**Task brief:** Copy out every line holding the string "only" from the records below.

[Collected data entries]
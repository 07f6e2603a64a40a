//! Read-only bearer-token source for the access layer.
//!
//! The layer reads the token on every request and never writes it: the
//! auth flow (the CLI's `auth` commands, or whatever embeds the client)
//! owns writes and clears.

use std::{
  path::{Path, PathBuf},
  sync::Mutex,
};

pub trait TokenStore: Send + Sync {
  /// The current bearer token, if any.
  fn token(&self) -> Option<String>;
}

// ─── In-process store ────────────────────────────────────────────────────────

/// In-process store for tests and for callers that drive the auth flow
/// themselves.
#[derive(Debug, Default)]
pub struct MemoryTokenStore {
  token: Mutex<Option<String>>,
}

impl MemoryTokenStore {
  pub fn new() -> Self {
    Self::default()
  }

  pub fn set(&self, token: impl Into<String>) {
    *self.lock() = Some(token.into());
  }

  pub fn clear(&self) {
    *self.lock() = None;
  }

  fn lock(&self) -> std::sync::MutexGuard<'_, Option<String>> {
    // A poisoned lock only means a panic elsewhere; the token itself is
    // still usable.
    self
      .token
      .lock()
      .unwrap_or_else(std::sync::PoisonError::into_inner)
  }
}

impl TokenStore for MemoryTokenStore {
  fn token(&self) -> Option<String> {
    self.lock().clone()
  }
}

// ─── File-backed store ───────────────────────────────────────────────────────

/// Reads the token from a file (the CLI keeps one under
/// `~/.config/gilcat/token`). A missing or empty file means "not signed
/// in". The file is read on every request, so an external login or logout
/// takes effect immediately.
#[derive(Debug, Clone)]
pub struct FileTokenStore {
  path: PathBuf,
}

impl FileTokenStore {
  pub fn new(path: impl Into<PathBuf>) -> Self {
    Self { path: path.into() }
  }

  pub fn path(&self) -> &Path {
    &self.path
  }
}

impl TokenStore for FileTokenStore {
  fn token(&self) -> Option<String> {
    let raw = std::fs::read_to_string(&self.path).ok()?;
    let trimmed = raw.trim();
    (!trimmed.is_empty()).then(|| trimmed.to_string())
  }
}

#[cfg(test)]
mod tests {
  use super::*;

  #[test]
  fn memory_store_set_and_clear() {
    let store = MemoryTokenStore::new();
    assert!(store.token().is_none());

    store.set("tok-1");
    assert_eq!(store.token().as_deref(), Some("tok-1"));

    store.clear();
    assert!(store.token().is_none());
  }

  #[test]
  fn file_store_missing_file_is_signed_out() {
    let store = FileTokenStore::new("/nonexistent/gilcat/token");
    assert!(store.token().is_none());
  }

  #[test]
  fn file_store_trims_and_ignores_blank() {
    let dir = std::env::temp_dir().join("gilcat-token-test");
    std::fs::create_dir_all(&dir).unwrap();

    let path = dir.join("token");
    std::fs::write(&path, "  tok-2\n").unwrap();
    let store = FileTokenStore::new(&path);
    assert_eq!(store.token().as_deref(), Some("tok-2"));

    std::fs::write(&path, "\n").unwrap();
    assert!(store.token().is_none());
  }
}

**Written answer:**
//! Read-only bearer-token source for the access layer.
    // A poisoned lock only means a panic elsewhere; the token itself is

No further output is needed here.